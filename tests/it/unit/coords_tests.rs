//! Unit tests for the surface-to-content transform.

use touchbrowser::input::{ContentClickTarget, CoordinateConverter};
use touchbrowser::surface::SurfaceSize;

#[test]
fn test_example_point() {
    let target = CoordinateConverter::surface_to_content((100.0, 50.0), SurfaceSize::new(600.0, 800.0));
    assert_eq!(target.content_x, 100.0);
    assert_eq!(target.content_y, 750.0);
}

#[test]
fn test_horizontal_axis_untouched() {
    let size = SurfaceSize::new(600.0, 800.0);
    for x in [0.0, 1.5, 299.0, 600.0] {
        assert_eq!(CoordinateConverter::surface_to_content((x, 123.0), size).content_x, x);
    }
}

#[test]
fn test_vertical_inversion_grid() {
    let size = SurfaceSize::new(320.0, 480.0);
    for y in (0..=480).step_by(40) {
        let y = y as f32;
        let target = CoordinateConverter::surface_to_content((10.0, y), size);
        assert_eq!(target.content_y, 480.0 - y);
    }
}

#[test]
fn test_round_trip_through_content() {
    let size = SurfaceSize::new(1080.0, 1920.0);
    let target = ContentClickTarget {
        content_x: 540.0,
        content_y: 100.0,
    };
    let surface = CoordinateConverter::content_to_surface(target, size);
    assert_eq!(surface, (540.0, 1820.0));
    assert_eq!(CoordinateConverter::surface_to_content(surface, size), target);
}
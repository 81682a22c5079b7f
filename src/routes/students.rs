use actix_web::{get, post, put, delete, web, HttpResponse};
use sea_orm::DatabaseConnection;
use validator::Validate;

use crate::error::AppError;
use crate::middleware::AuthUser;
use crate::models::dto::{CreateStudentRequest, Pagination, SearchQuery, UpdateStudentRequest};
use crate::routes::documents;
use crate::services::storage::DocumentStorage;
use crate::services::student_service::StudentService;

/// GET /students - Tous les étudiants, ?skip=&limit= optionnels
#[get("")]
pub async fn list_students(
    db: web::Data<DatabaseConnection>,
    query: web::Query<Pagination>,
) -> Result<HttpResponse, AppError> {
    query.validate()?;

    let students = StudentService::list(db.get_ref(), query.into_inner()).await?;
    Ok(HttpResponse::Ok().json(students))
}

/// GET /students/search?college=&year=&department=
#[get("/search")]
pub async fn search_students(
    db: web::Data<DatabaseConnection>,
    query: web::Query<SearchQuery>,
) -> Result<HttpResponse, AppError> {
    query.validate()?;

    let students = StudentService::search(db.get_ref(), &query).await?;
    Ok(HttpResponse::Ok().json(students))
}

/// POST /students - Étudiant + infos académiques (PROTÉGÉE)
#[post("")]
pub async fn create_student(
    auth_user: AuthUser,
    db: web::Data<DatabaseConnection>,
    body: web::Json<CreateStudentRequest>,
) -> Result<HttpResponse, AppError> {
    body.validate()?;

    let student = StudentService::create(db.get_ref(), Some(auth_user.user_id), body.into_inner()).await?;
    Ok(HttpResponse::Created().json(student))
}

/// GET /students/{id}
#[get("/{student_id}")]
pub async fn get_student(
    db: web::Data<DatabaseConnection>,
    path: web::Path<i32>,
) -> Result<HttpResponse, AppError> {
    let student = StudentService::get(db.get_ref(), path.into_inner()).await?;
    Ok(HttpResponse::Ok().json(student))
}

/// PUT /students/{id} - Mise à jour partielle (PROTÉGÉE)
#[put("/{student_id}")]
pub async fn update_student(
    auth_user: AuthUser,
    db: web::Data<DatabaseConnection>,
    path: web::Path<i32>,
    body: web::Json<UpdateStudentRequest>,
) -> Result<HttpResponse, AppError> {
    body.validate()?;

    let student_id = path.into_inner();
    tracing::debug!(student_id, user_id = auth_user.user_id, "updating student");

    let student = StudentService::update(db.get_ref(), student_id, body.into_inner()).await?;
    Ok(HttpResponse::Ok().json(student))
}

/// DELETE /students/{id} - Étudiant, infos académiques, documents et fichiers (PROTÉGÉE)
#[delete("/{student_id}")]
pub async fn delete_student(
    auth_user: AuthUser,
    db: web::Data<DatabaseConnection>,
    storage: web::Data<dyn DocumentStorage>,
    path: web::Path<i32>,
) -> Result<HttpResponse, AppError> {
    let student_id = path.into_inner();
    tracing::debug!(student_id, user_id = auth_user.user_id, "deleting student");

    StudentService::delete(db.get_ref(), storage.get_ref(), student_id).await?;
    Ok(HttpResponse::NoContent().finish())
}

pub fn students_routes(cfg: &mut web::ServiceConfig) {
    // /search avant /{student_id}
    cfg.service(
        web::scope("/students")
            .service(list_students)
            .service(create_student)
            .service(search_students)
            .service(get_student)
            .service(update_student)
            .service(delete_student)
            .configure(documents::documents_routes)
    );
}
========================================
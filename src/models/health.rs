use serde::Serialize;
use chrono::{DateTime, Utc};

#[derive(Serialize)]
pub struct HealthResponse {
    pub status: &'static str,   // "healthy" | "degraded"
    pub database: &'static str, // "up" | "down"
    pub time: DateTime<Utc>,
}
========================================
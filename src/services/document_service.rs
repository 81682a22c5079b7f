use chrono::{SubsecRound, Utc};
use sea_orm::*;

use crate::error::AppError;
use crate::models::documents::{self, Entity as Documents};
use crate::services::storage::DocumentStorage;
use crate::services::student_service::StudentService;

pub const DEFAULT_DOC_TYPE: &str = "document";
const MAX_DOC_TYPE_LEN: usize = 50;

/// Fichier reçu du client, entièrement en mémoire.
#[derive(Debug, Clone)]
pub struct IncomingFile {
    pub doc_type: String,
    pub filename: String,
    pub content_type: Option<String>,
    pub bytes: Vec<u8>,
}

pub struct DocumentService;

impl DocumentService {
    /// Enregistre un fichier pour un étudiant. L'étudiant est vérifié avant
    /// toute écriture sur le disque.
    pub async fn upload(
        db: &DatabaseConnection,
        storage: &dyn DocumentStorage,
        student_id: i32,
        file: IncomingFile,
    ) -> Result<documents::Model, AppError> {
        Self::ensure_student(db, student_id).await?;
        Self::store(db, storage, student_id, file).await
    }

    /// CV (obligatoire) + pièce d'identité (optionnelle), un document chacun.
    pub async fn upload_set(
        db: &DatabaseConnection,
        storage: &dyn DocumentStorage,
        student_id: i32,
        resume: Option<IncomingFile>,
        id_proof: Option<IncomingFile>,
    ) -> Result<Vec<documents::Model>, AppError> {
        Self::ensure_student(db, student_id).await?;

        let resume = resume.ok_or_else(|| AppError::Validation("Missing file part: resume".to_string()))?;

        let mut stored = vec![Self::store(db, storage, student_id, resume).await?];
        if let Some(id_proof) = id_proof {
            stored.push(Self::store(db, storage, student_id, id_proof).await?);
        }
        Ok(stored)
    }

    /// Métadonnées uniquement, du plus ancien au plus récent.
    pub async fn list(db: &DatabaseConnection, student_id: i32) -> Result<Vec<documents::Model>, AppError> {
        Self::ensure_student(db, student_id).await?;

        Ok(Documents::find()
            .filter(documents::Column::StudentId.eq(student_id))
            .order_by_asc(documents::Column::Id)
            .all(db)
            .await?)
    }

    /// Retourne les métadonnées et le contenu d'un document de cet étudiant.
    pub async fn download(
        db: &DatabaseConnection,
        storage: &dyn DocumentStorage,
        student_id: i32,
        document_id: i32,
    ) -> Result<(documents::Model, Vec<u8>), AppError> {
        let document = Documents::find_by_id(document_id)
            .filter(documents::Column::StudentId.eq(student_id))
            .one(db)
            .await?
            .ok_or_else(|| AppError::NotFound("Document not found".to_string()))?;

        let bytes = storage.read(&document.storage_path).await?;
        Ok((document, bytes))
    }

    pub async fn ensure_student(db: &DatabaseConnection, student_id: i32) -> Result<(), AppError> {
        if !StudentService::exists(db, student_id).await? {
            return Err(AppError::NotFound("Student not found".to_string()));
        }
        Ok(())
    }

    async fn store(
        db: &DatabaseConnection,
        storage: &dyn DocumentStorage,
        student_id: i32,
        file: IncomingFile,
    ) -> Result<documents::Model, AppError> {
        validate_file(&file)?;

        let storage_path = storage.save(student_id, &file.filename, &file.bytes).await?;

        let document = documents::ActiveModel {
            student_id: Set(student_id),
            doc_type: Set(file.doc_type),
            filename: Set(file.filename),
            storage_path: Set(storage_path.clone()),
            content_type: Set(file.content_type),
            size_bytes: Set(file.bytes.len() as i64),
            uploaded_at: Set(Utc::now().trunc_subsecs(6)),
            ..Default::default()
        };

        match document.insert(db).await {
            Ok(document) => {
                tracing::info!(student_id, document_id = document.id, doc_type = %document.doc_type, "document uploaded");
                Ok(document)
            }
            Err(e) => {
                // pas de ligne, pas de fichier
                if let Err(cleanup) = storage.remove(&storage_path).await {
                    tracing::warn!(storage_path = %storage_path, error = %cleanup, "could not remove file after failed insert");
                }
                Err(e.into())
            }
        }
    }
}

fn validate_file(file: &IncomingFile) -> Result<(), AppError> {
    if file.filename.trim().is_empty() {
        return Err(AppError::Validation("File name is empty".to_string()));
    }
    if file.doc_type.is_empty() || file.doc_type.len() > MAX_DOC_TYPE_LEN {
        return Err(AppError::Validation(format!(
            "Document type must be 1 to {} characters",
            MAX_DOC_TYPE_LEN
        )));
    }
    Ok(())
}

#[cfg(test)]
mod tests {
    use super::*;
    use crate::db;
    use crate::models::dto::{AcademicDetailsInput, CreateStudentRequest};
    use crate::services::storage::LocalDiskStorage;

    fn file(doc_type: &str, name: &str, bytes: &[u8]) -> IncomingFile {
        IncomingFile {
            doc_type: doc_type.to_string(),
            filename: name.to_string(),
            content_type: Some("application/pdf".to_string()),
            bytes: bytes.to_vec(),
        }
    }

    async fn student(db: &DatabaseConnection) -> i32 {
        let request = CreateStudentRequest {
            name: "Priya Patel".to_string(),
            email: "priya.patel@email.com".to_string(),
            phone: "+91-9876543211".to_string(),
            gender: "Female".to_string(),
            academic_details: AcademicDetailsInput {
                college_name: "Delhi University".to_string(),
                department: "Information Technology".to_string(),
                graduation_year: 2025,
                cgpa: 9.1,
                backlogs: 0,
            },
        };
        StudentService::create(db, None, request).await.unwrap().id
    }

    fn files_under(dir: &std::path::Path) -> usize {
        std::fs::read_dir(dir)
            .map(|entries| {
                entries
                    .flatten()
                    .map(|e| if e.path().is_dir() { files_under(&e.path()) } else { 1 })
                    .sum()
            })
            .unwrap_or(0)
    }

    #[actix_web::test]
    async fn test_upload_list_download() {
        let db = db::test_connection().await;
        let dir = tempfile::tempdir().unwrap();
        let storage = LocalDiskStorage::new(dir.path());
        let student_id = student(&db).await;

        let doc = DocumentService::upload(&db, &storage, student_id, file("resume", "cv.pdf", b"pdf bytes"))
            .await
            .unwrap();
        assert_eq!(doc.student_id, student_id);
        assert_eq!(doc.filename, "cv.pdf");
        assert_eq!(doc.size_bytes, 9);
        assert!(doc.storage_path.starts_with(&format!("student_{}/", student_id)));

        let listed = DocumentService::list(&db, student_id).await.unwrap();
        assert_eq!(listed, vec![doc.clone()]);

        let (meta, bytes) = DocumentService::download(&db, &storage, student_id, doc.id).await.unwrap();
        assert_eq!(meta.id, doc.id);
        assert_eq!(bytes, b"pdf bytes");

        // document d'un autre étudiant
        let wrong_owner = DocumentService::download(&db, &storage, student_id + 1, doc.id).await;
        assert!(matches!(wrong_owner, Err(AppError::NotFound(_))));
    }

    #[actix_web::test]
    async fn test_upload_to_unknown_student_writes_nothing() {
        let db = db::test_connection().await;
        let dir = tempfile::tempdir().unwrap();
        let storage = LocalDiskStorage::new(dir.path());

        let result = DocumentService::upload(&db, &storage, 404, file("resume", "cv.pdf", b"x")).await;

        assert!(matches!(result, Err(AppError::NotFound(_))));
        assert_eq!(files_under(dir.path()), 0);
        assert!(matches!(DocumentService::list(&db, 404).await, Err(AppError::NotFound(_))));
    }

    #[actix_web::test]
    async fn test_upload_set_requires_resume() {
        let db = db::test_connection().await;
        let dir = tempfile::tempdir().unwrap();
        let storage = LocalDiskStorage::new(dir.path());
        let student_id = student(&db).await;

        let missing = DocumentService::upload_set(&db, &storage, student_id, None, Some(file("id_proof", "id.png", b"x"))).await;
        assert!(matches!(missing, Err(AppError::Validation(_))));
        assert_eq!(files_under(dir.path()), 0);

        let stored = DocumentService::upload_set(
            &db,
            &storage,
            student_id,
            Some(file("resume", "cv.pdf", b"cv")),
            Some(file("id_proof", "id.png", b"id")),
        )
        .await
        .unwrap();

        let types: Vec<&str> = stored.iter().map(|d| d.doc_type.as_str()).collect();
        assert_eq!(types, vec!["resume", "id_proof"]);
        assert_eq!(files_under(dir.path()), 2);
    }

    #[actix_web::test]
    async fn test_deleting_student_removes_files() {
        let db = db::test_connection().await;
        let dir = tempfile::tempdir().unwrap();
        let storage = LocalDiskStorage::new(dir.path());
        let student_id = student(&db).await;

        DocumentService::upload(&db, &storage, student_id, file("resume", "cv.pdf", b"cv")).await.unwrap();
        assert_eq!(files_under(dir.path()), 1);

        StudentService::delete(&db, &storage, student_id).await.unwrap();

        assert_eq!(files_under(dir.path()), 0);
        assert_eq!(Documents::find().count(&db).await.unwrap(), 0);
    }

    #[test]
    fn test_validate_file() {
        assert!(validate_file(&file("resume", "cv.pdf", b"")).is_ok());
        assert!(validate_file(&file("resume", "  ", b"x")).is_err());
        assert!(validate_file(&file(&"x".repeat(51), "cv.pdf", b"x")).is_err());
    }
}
========================================
**Your goal**
In the records, which lines use the word "Some"? Report them.

**Answer area**
    let student = StudentService::create(db.get_ref(), Some(auth_user.user_id), body.into_inner()).await?;
        if let Some(id_proof) = id_proof {
            content_type: Some("application/pdf".to_string()),
        let missing = DocumentService::upload_set(&db, &storage, student_id, None, Some(file("id_proof", "id.png", b"x"))).await;
            Some(file("resume", "cv.pdf", b"cv")),
            Some(file("id_proof", "id.png", b"id")),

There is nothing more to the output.